* **WORK ORDER**
In the records below, find each line containing the word "PartialEq" and copy it.

* **EXTRACTED ENTRIES**

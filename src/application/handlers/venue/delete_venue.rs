//! DeleteVenueHandler - Command handler for deleting a venue.

use std::sync::Arc;

use crate::application::TicketingError;
use crate::domain::foundation::VenueId;
use crate::ports::VenueRepository;

/// Command to delete a venue.
#[derive(Debug, Clone)]
pub struct DeleteVenueCommand {
    pub venue_id: VenueId,
}

/// Result of deleting a venue.
#[derive(Debug, Clone)]
pub struct DeleteVenueResult {
    pub venue_id: VenueId,
}

/// Handler for deleting venues.
///
/// Fails with `ReferentialViolation` while any event is held at the venue.
pub struct DeleteVenueHandler {
    venues: Arc<dyn VenueRepository>,
}

impl DeleteVenueHandler {
    pub fn new(venues: Arc<dyn VenueRepository>) -> Self {
        Self { venues }
    }

    pub async fn handle(&self, cmd: DeleteVenueCommand) -> Result<DeleteVenueResult, TicketingError> {
        self.venues.remove(cmd.venue_id).await?;
        Ok(DeleteVenueResult {
            venue_id: cmd.venue_id,
        })
    }
}
//! Venue domain module.
//!
//! - `aggregate` - Venue entity and seat arithmetic
//! - `address` - Address owned by a venue

mod address;
mod aggregate;

pub use address::Address;
pub use aggregate::Venue;
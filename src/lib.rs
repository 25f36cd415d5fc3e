//! Event Ticketing - booking and availability core
//!
//! This crate models people (administrators, customers), venues, events,
//! categories and tickets, with booking, cancellation, event cancellation
//! and revenue reporting on top of a pluggable store.

pub mod adapters;
pub mod application;
pub mod config;
pub mod domain;
pub mod ports;
pub mod telemetry;
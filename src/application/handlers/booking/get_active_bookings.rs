//! GetActiveBookingsHandler - Query handler for a customer's active bookings.

use std::collections::HashMap;
use std::sync::Arc;

use crate::application::{EntityKind, TicketingError};
use crate::domain::event::{Event, Ticket};
use crate::domain::foundation::{EventId, Money, PersonId};
use crate::ports::{EventRepository, PersonRepository};

/// Query for the tickets a customer currently holds.
#[derive(Debug, Clone)]
pub struct GetActiveBookingsQuery {
    pub customer_id: PersonId,
}

/// One held ticket with the event it belongs to.
#[derive(Debug, Clone, PartialEq, Eq)]
pub struct ActiveBooking {
    pub event_id: EventId,
    pub event_name: String,
    pub ticket: Ticket,
}

/// Result of the active bookings query, in booking order.
#[derive(Debug, Clone)]
pub struct GetActiveBookingsResult {
    pub bookings: Vec<ActiveBooking>,
    pub total_price: Money,
}

/// Handler for listing active bookings.
pub struct GetActiveBookingsHandler {
    persons: Arc<dyn PersonRepository>,
    events: Arc<dyn EventRepository>,
}

impl GetActiveBookingsHandler {
    pub fn new(persons: Arc<dyn PersonRepository>, events: Arc<dyn EventRepository>) -> Self {
        Self { persons, events }
    }

    pub async fn handle(
        &self,
        query: GetActiveBookingsQuery,
    ) -> Result<GetActiveBookingsResult, TicketingError> {
        let person = self
            .persons
            .find_by_id(query.customer_id)
            .await?
            .ok_or_else(|| TicketingError::not_found(EntityKind::Person, query.customer_id))?;
        let customer = person
            .as_customer()
            .ok_or_else(|| TicketingError::not_a_customer(query.customer_id))?;

        // Load each owning event once.
        let mut events: HashMap<EventId, Event> = HashMap::new();
        for ticket_id in customer.booked_tickets() {
            if events.values().any(|e| e.contains_ticket(*ticket_id)) {
                continue;
            }
            if let Some(event) = self.events.find_by_ticket(*ticket_id).await? {
                events.insert(event.id(), event);
            }
        }

        let tickets: Vec<Ticket> = events
            .values()
            .flat_map(|e| e.tickets().iter().cloned())
            .collect();
        let bookings: Vec<ActiveBooking> = customer
            .active_bookings(&tickets)
            .filter_map(|ticket| {
                let event = events.values().find(|e| e.contains_ticket(ticket.id()))?;
                Some(ActiveBooking {
                    event_id: event.id(),
                    event_name: event.name().to_string(),
                    ticket: ticket.clone(),
                })
            })
            .collect();
        let total_price: Money = bookings.iter().map(|b| b.ticket.price()).sum();

        tracing::debug!(
            customer_id = %query.customer_id,
            bookings = bookings.len(),
            "Active bookings loaded"
        );

        Ok(GetActiveBookingsResult {
            bookings,
            total_price,
        })
    }
}
//! Person handlers.
//!
//! ## Commands
//! - Registering customers and administrators
//! - Assigning managed events to an administrator
//! - Deleting a person (customer-delete policy applies)

mod assign_managed_event;
mod delete_person;
mod register_administrator;
mod register_customer;

use crate::application::TicketingError;
use crate::ports::PersonRepository;

pub use assign_managed_event::{
    AssignManagedEventCommand, AssignManagedEventHandler, AssignManagedEventResult,
};
pub use delete_person::{DeletePersonCommand, DeletePersonHandler, DeletePersonResult};
pub use register_administrator::{
    RegisterAdministratorCommand, RegisterAdministratorHandler, RegisterAdministratorResult,
};
pub use register_customer::{
    RegisterCustomerCommand, RegisterCustomerHandler, RegisterCustomerResult,
};

/// Rejects an email that is already registered.
async fn ensure_email_unused(
    persons: &dyn PersonRepository,
    email: &str,
) -> Result<(), TicketingError> {
    match persons.find_by_email(email).await? {
        Some(existing) => Err(TicketingError::Conflict(format!(
            "Email {} is already registered to person {}",
            email,
            existing.id()
        ))),
        None => Ok(()),
    }
}
//! Domain layer containing business logic and domain types.
//!
//! # Module Organization
//!
//! - `foundation` - Shared domain primitives (IDs, money, errors, repository contract)
//! - `venue` - Venues and their addresses
//! - `category` - Event groupings
//! - `event` - Event aggregate, tickets, cancellation and revenue
//! - `person` - Administrators, customers and the booking engine
//! - `integrity` - Cascade/restrict rules applied on delete

pub mod category;
pub mod event;
pub mod foundation;
pub mod integrity;
pub mod person;
pub mod venue;
//! Postal address owned by a venue.

use crate::domain::foundation::AddressId;
use serde::{Deserialize, Serialize};

/// Street address of a venue.
///
/// Value-like: an address is created with its venue and never shared.
#[derive(Debug, Clone, PartialEq, Eq, Serialize, Deserialize)]
pub struct Address {
    pub id: AddressId,
    pub street: String,
    pub city: String,
    pub postal_code: String,
}

impl Address {
    pub fn new(
        street: impl Into<String>,
        city: impl Into<String>,
        postal_code: impl Into<String>,
    ) -> Self {
        Self {
            id: AddressId::new(),
            street: street.into(),
            city: city.into(),
            postal_code: postal_code.into(),
        }
    }
}

impl Default for Address {
    fn default() -> Self {
        Self::new("", "", "")
    }
}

* **ANSWER TO THIS EXERCISE**
#[derive(Debug, Clone, PartialEq, Eq)]
#[derive(Debug, Clone, PartialEq, Eq, Serialize, Deserialize)]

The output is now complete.